Records from a data source >>
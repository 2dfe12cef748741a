use graph_bfs_core::{bfs, connected_components, reconstruct_path, Graph, UndirectedGraph, Vertex};
use serde_json::json;

use crate::config::OutputFormat;

/// BFS from A over {A-B, A-C, B-D, C-E}: discovery order, distances and the
/// A -> E path.
pub fn run_bfs_demo(format: OutputFormat) -> anyhow::Result<()> {
    let mut g: UndirectedGraph<&str> = UndirectedGraph::new();
    g.load_edges([("A", "B"), ("A", "C"), ("B", "D"), ("C", "E")]);

    let result = bfs(&g, &"A");
    let path = reconstruct_path(&result.predecessor, &"A", &"E");

    match format {
        OutputFormat::Table => {
            println!("Graph:");
            println!("{}", g);
            println!();
            println!("BFS from A:");
            println!("{}", result.order.join(" -> "));
            println!();
            println!("{:>8} {:>10} {:>12}", "vertex", "distance", "predecessor");
            for (v, d) in &result.distance {
                let dist = d.map_or_else(|| "inf".to_string(), |d| d.to_string());
                let pred = result.predecessor[v].unwrap_or("-");
                println!("{:>8} {:>10} {:>12}", v, dist, pred);
            }
            println!();
            println!("Path A -> E: [{}]", path.join(", "));
        }
        OutputFormat::Json => {
            let distances: serde_json::Map<String, serde_json::Value> = result
                .distance
                .iter()
                .map(|(v, d)| (v.to_string(), json!(d)))
                .collect();
            let out = json!({
                "graph": g.to_string(),
                "order": result.order,
                "distance": distances,
                "path": path,
            });
            println!("{}", serde_json::to_string_pretty(&out)?);
        }
    }
    Ok(())
}

/// Component count over {A..F} with edges {A-B, B-C, D-E}.
pub fn run_components_demo(format: OutputFormat) -> anyhow::Result<()> {
    let mut g: UndirectedGraph<&str> = UndirectedGraph::new();
    for id in ["A", "B", "C", "D", "E", "F"] {
        g.add_vertex(Vertex::new(id));
    }
    g.add_edge("A", "B", None, None);
    g.add_edge("B", "C", None, None);
    g.add_edge("D", "E", None, None);

    let count = connected_components(&g);

    match format {
        OutputFormat::Table => {
            println!("{}", g);
            println!("Number of connected components: {}", count);
        }
        OutputFormat::Json => {
            let out = json!({
                "graph": g.to_string(),
                "order": g.order(),
                "size": g.size(),
                "components": count,
            });
            println!("{}", serde_json::to_string_pretty(&out)?);
        }
    }
    Ok(())
}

Work instructions >>
The word to look for is "distances"; copy out every line of the entries that holds it.

Response area >>
/// BFS from A over {A-B, A-C, B-D, C-E}: discovery order, distances and the
            let distances: serde_json::Map<String, serde_json::Value> = result
                "distance": distances,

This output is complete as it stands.